Pasan una noche más o menos digna y por la mañana ni se despiden, no hablan, no hacen ruido, se van, simplemente se van, sin nada, sólo caminan con la vista perdida en el horizonte, casi sin rumbo.

Nosotros tardamos dos horas más en ponernos en marcha, hasta cargar los salvajes yaks, y los alcanzamos en plena subida al collado de 5.150 metros. Tampoco saludan, ni hablan, ni piden nada, sólo se arrastran por la nieve. El día es frío, ventoso, y con sus ropas no pueden llegar muy lejos. El niño llora casi sin fuerza. Le ponemos guantes, lo atamos bien a la espalda de su padre para que no se le caiga. Tienen una dejadez absoluta. Le ponemos al niño dos mantas que tenemos por encima. Ahora, al menos, el niño parece entrar en calor y consigue dormirse. Pero, ¡Dios mío!, es un niño de apenas un año a 5.150 metros de altura.

Les ayudamos al máximo, pero no tienen energía. Les recomendamos que se den la vuelta, pero ¿para qué?

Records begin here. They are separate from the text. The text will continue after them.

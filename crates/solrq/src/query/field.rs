use crate::{
    error::QueryError,
    query::escape::{DYNAMIC_SEPARATOR, escape},
};
use solrq_schema::{EntityInfo, FieldType};

///
/// ResolvedField
///
/// A field reference resolved against every targeted entity type. It
/// carries the two physical renderings the wire syntax needs: filter
/// positions escape the dynamic separator, sort positions do not, because
/// the sort grammar never tokenizes on the colon.
///

#[derive(Clone, Debug, Eq, PartialEq)]
pub(crate) struct ResolvedField {
    pub filter_name: String,
    pub sort_name: String,
    pub field_type: FieldType,
}

///
/// DynamicBase
///
/// A dynamic-field base validated against the active entity set. Instance
/// names under the base are caller-chosen and need no declaration.
///

#[derive(Clone, Debug, Eq, PartialEq)]
pub(crate) struct DynamicBase {
    pub name: String,
    pub field_type: FieldType,
}

impl DynamicBase {
    /// Validate `base` against the entity set. Valid only if every targeted
    /// type declares it, with the same field type.
    pub(crate) fn resolve(entities: &[&EntityInfo], base: &str) -> Result<Self, QueryError> {
        let field_type = common_type(entities, base, EntityInfo::dynamic_base)?;

        Ok(Self {
            name: base.to_string(),
            field_type,
        })
    }
}

/// Resolve a static field against the entity set. Valid only if every
/// targeted type declares it, with the same field type.
pub(crate) fn resolve_static(
    entities: &[&EntityInfo],
    name: &str,
) -> Result<ResolvedField, QueryError> {
    let field_type = common_type(entities, name, EntityInfo::field)?;
    let suffix = field_type.suffix();

    Ok(ResolvedField {
        filter_name: format!("{}{suffix}", escape(name)),
        sort_name: format!("{name}{suffix}"),
        field_type,
    })
}

/// Resolve an instance name under an already validated dynamic base.
pub(crate) fn resolve_dynamic(base: &DynamicBase, instance: &str) -> ResolvedField {
    let suffix = base.field_type.suffix();

    ResolvedField {
        filter_name: format!(
            "{}{DYNAMIC_SEPARATOR}{}{suffix}",
            escape(&base.name),
            escape(instance)
        ),
        sort_name: format!("{}:{instance}{suffix}", base.name),
        field_type: base.field_type,
    }
}

/// Look up `name` on every entity via `get`, requiring agreement. The error
/// names the first entity that fails to declare the field (or declares it
/// with a conflicting type), which is the detail callers need to fix their
/// schema or their query.
fn common_type(
    entities: &[&EntityInfo],
    name: &str,
    get: impl Fn(&EntityInfo, &str) -> Option<FieldType>,
) -> Result<FieldType, QueryError> {
    let mut found: Option<FieldType> = None;
    for entity in entities {
        match get(entity, name) {
            Some(ty) if found.is_none() || found == Some(ty) => found = Some(ty),
            _ => {
                return Err(QueryError::UnrecognizedField {
                    field: name.to_string(),
                    entity: entity.name().to_string(),
                });
            }
        }
    }

    found.ok_or_else(|| QueryError::UnrecognizedField {
        field: name.to_string(),
        entity: String::new(),
    })
}

#[cfg(test)]
mod tests {
    use super::*;
    use solrq_schema::{EntityDef, Schema};

    fn schema() -> Schema {
        let mut schema = Schema::new();
        schema
            .insert(
                EntityDef::new("Post")
                    .field("title", FieldType::MultiText)
                    .field("sort_title", FieldType::Text)
                    .dynamic("custom_string", FieldType::Text)
                    .dynamic("custom_integer", FieldType::Integer),
            )
            .expect("valid schema");
        schema
            .insert(
                EntityDef::new("Comment")
                    .field("title", FieldType::MultiText)
                    .dynamic("custom_string", FieldType::Text)
                    .dynamic("custom_integer", FieldType::Text),
            )
            .expect("valid schema");
        schema
    }

    #[test]
    fn static_fields_resolve_with_suffix() {
        let schema = schema();
        let entities = [schema.entity("Post").unwrap()];

        let field = resolve_static(&entities, "title").expect("declared");
        assert_eq!(field.filter_name, "title_ss");
        assert_eq!(field.sort_name, "title_ss");
        assert_eq!(field.field_type, FieldType::MultiText);
    }

    #[test]
    fn dynamic_fields_resolve_with_escaped_separator() {
        let schema = schema();
        let entities = [schema.entity("Post").unwrap()];

        let base = DynamicBase::resolve(&entities, "custom_string").expect("declared");
        let field = resolve_dynamic(&base, "test");
        assert_eq!(field.filter_name, "custom_string\\:test_s");
        assert_eq!(field.sort_name, "custom_string:test_s");
    }

    #[test]
    fn unknown_references_fail_with_the_offending_name() {
        let schema = schema();
        let entities = [schema.entity("Post").unwrap()];

        let err = resolve_static(&entities, "bogus").expect_err("unknown");
        assert_eq!(
            err,
            QueryError::UnrecognizedField {
                field: "bogus".to_string(),
                entity: "Post".to_string(),
            }
        );

        assert!(DynamicBase::resolve(&entities, "bogus").is_err());
    }

    #[test]
    fn dynamic_base_must_be_common_to_all_entities() {
        let schema = schema();
        let entities = [
            schema.entity("Post").unwrap(),
            schema.entity("Comment").unwrap(),
        ];

        // declared on both with the same type
        assert!(DynamicBase::resolve(&entities, "custom_string").is_ok());

        // declared on both but with conflicting types
        let err = DynamicBase::resolve(&entities, "custom_integer").expect_err("conflict");
        assert_eq!(
            err,
            QueryError::UnrecognizedField {
                field: "custom_integer".to_string(),
                entity: "Comment".to_string(),
            }
        );

        // declared on only one
        let err = resolve_static(&entities, "sort_title").expect_err("missing on Comment");
        assert_eq!(
            err,
            QueryError::UnrecognizedField {
                field: "sort_title".to_string(),
                entity: "Comment".to_string(),
            }
        );
    }
}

Responden “nadie nos quiere, no tenemos dinero y el invierno estará aquí en pocos días y moriremos, así que intentaremos salir del alto Dolpo aunque sea un suicidio”. Los acompañamos, les ayudamos, hasta que nos separamos porque nosotros nos dirigimos hacia otro collado aun más alto…

Nos damos cuenta que hay muchísima nieve, más de la que imaginábamos. Hace un frío y viento intenso, y descender por la ruta normal de bajada del collado es peligrosísimo según nos dicen los yakeros y sherpas. Es una bajada muy encañonada donde constantemente se desprenden mortíferas avalanchas de nieve y rocas. Hace dos años murieron 13 personas en estos pasos. Lo vemos claramente. Hay que remontar más arriba, lo más arriba posible para librarnos de las avalanchas. La ruta es durísima ahora, serán cinco collados en total: dos de 5.150 metros, otros dos de 5.250 metros, y uno brutal de 5.600 metros. Además caminaremos un total de 33 kilómetros, y siempre por encima de los 5.000 metros, abriendo huella en la profunda nieve.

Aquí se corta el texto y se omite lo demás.